The announcement comes as technology companies face mounting pressure to tackle attempts to subvert elections through the spread of misinformation.
Arguably the most notable facet of Google’s latest efforts is that it will now require every ad that mentions any political party, candidate, or incumbent to disclose who is funding it. But more than that, Google is also rolling out a new verification process to check that those paying for an ad are who they say they are.
Verification, if carried out effectively, will be a fundamental part of the transparency process. This was illustrated recently when a fairly straightforward loophole was found in Facebook’s “paid for by label” on its advertisements — a number of investigative reporters managed to get political ads through Facebook’s filters on little more than a pinkie promise that they were who they claimed to be.
Additionally, Google said it will issue an election ads transparency report specifically for the European Union, similar to what it has done previously in the U.S., and an archive of all the political ads that ran on its platform for anyone to sift through later. Both Facebook and Twitter have launched similar archives this year.
“Our goal is to make this information as accessible and useful as possible to citizens, practitioners, and researchers,” noted Google’s director for EU public policy and government relations, Lie Junius, in a blog post.
Elsewhere, Google said that it will leverage data provided by the various election commissions across the EU member states to highlight “authoritative electoral information” inside Google Search.
On the other side of the fence, Google said it will offer security training to politicians and related organizations — basically, any entity that may be vulnerable to phishing attacks. Indeed, political campaign meddling has emerged as a key theme across many democratic voting initiatives globally — in the U.K., for example, Russia reportedly played a big part in swinging the Brexit vote.
A few weeks back, Microsoft revealed it was expanding its security-focused AccountGuard program to the U.K. to safeguard elections from cyber attacks, while Google also offers an advanced security program aimed at protecting political campaigners and others at risk of cyber attacks. The internet giant also recently activated G Suite email security alerts by default for state-sponsored attacks.
“For the EU 2019 Parliamentary elections, we’re offering in-person security training to the most vulnerable groups, who face increased risks of phishing attacks,” Junius added. “We’ll be walking them through Google’s advanced protection program, our strongest level of account security and Project Shield, a free service that uses Google technology to protect news sites and free expression from DDoS attacks on the web.”
The spotlight is shining on technology companies for many reasons, but among the chief concerns is online platforms’ role in curtailing democracy. As such, companies are eager to demonstrate that they are taking proactive measures to counter such subversion.
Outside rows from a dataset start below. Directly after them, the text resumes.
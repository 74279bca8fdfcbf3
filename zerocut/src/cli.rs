use std::path::PathBuf;
use std::time::Duration;

use clap::{builder::ValueParser, value_parser, Arg, ArgAction, Command};

pub const DEFAULT_PREFIX: &str = "audio";
pub const DEFAULT_TOKEN: &str = "P";

/// Parse a human-friendly duration string into a [`Duration`].
///
/// Supported suffixes are `ms` (milliseconds), `s` (seconds), `m` (minutes),
/// and `h` (hours). Multiple components may be chained together, such as
/// `"1m30s"` or `"2h15m"`. The parser requires the total duration to be
/// greater than zero and representable in whole milliseconds.
pub fn parse_duration(value: &str) -> Result<Duration, String> {
    let input = value.trim();
    if input.is_empty() {
        return Err("duration cannot be empty".into());
    }

    let mut total_ms: u128 = 0;
    let mut index = 0;
    let bytes = input.as_bytes();
    let len = bytes.len();
    let invalid = || format!("invalid duration '{value}'");
    let mut saw_component = false;

    while index < len {
        if bytes[index].is_ascii_whitespace() {
            return Err(invalid());
        }

        let start = index;
        while index < len && bytes[index].is_ascii_digit() {
            index += 1;
        }

        if start == index {
            return Err(invalid());
        }

        let number = input[start..index].parse::<u128>().map_err(|_| invalid())?;

        if index >= len {
            return Err(invalid());
        }

        let remainder = &input[index..];
        let (unit_len, factor) = if remainder.starts_with("ms") {
            (2, 1u128)
        } else if remainder.starts_with('s') {
            (1, 1_000u128)
        } else if remainder.starts_with('m') {
            (1, 60_000u128)
        } else if remainder.starts_with('h') {
            (1, 3_600_000u128)
        } else {
            return Err(invalid());
        };

        index += unit_len;

        let component_ms = number
            .checked_mul(factor)
            .ok_or_else(|| "duration is too large".to_owned())?;
        total_ms = total_ms
            .checked_add(component_ms)
            .ok_or_else(|| "duration is too large".to_owned())?;
        saw_component = true;
    }

    if !saw_component || total_ms == 0 {
        return Err("duration must be greater than zero".into());
    }

    if total_ms > u128::from(u64::MAX) {
        return Err("duration is too large".into());
    }

    Ok(Duration::from_millis(total_ms as u64))
}

pub fn build_cli() -> Command {
    Command::new(env!("CARGO_PKG_NAME"))
        .author(env!("CARGO_PKG_AUTHORS"))
        .about("Cut audio recordings into clips at near-silence points")
        .version(env!("CARGO_PKG_VERSION"))
        .arg(
            Arg::new("cuts")
                .short('n')
                .long("cuts")
                .value_name("COUNT")
                .help("Number of cuts to attempt")
                .default_value("10")
                .value_parser(value_parser!(u64).range(1..)),
        )
        .arg(
            Arg::new("min-interval")
                .long("min-interval")
                .value_name("DURATION")
                .help("Shortest clip length to aim for (e.g. 90s, 2m)")
                .default_value("2m")
                .value_parser(ValueParser::new(parse_duration)),
        )
        .arg(
            Arg::new("max-interval")
                .long("max-interval")
                .value_name("DURATION")
                .help("Longest clip length to aim for (e.g. 4m, 4m30s)")
                .default_value("4m")
                .value_parser(ValueParser::new(parse_duration)),
        )
        .arg(
            Arg::new("offset")
                .long("offset")
                .value_name("MILLIS")
                .help("Signed shift applied after snapping to a silence point")
                .default_value("0")
                .allow_hyphen_values(true)
                .value_parser(value_parser!(i64).range(-500..=500)),
        )
        .arg(
            Arg::new("threshold")
                .long("threshold")
                .value_name("AMPLITUDE")
                .help("Sample magnitude below which a frame counts as silent")
                .default_value("100")
                .value_parser(value_parser!(i16)),
        )
        .arg(
            Arg::new("prefix")
                .long("prefix")
                .value_name("PREFIX")
                .help("Leading text of the generated clip names")
                .default_value(DEFAULT_PREFIX),
        )
        .arg(
            Arg::new("token")
                .long("token")
                .value_name("TOKEN")
                .help("Numbering token placed before the clip ordinal")
                .default_value(DEFAULT_TOKEN),
        )
        .arg(
            Arg::new("seed")
                .long("seed")
                .value_name("SEED")
                .help("Seed for the interval plan, for reproducible runs")
                .value_parser(value_parser!(u64)),
        )
        .arg(
            Arg::new("output")
                .short('o')
                .long("output")
                .value_name("OUTPUT_DIR")
                .help("Directory where the clips will be written")
                .default_value(".")
                .value_parser(value_parser!(PathBuf)),
        )
        .arg(
            Arg::new("overwrite")
                .long("overwrite")
                .help("Allow overwriting existing files in the output directory")
                .action(ArgAction::SetTrue),
        )
        .arg(
            Arg::new("dry-run")
                .long("dry-run")
                .help("Preview the planned clips without writing files")
                .action(ArgAction::SetTrue),
        )
        .arg(
            Arg::new("file_path")
                .value_name("FILE_PATH")
                .help("Path to the input audio file")
                .required(true)
                .value_parser(value_parser!(PathBuf)),
        )
}

#[cfg(test)]
mod tests {
    use super::*;

    #[test]
    fn parse_duration_supports_individual_units() {
        assert_eq!(parse_duration("500ms").unwrap(), Duration::from_millis(500));
        assert_eq!(parse_duration("3s").unwrap(), Duration::from_secs(3));
        assert_eq!(parse_duration("2m").unwrap(), Duration::from_secs(120));
        assert_eq!(parse_duration("1h").unwrap(), Duration::from_secs(3_600));
    }

    #[test]
    fn parse_duration_supports_chained_units() {
        let expected = Duration::from_millis(3_600_000 + 120_000 + 3_000 + 45);
        assert_eq!(parse_duration("1h2m3s45ms").unwrap(), expected);
    }

    #[test]
    fn parse_duration_rejects_missing_units() {
        assert!(parse_duration("100").is_err());
    }

    #[test]
    fn parse_duration_rejects_unknown_units() {
        assert!(parse_duration("5x").is_err());
    }

    #[test]
    fn parse_duration_rejects_zero() {
        assert!(parse_duration("0ms").is_err());
    }

    #[test]
    fn cli_accepts_a_negative_offset() {
        let matches = build_cli()
            .try_get_matches_from(["zerocut", "--offset", "-250", "input.wav"])
            .unwrap();
        assert_eq!(matches.get_one::<i64>("offset"), Some(&-250));
    }

    #[test]
    fn cli_rejects_a_zero_cut_count() {
        assert!(build_cli()
            .try_get_matches_from(["zerocut", "--cuts", "0", "input.wav"])
            .is_err());
    }
}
For example, Mozilla launched an election toolkit inside Firefox for the U.S. midterms to protect users from misinformation and misleading ads, while Twitter purged more than 10,000 bots that tried to discourage U.S. turnout.
Google’s latest effort fits into that broader push across the technology sphere.
“Like others, we’re thinking hard about elections and how we continue to support democratic processes around the world, including by bringing more transparency to political advertising online, by helping connect people to useful and relevant election-related information, and by working to protect election information online,” Junius added.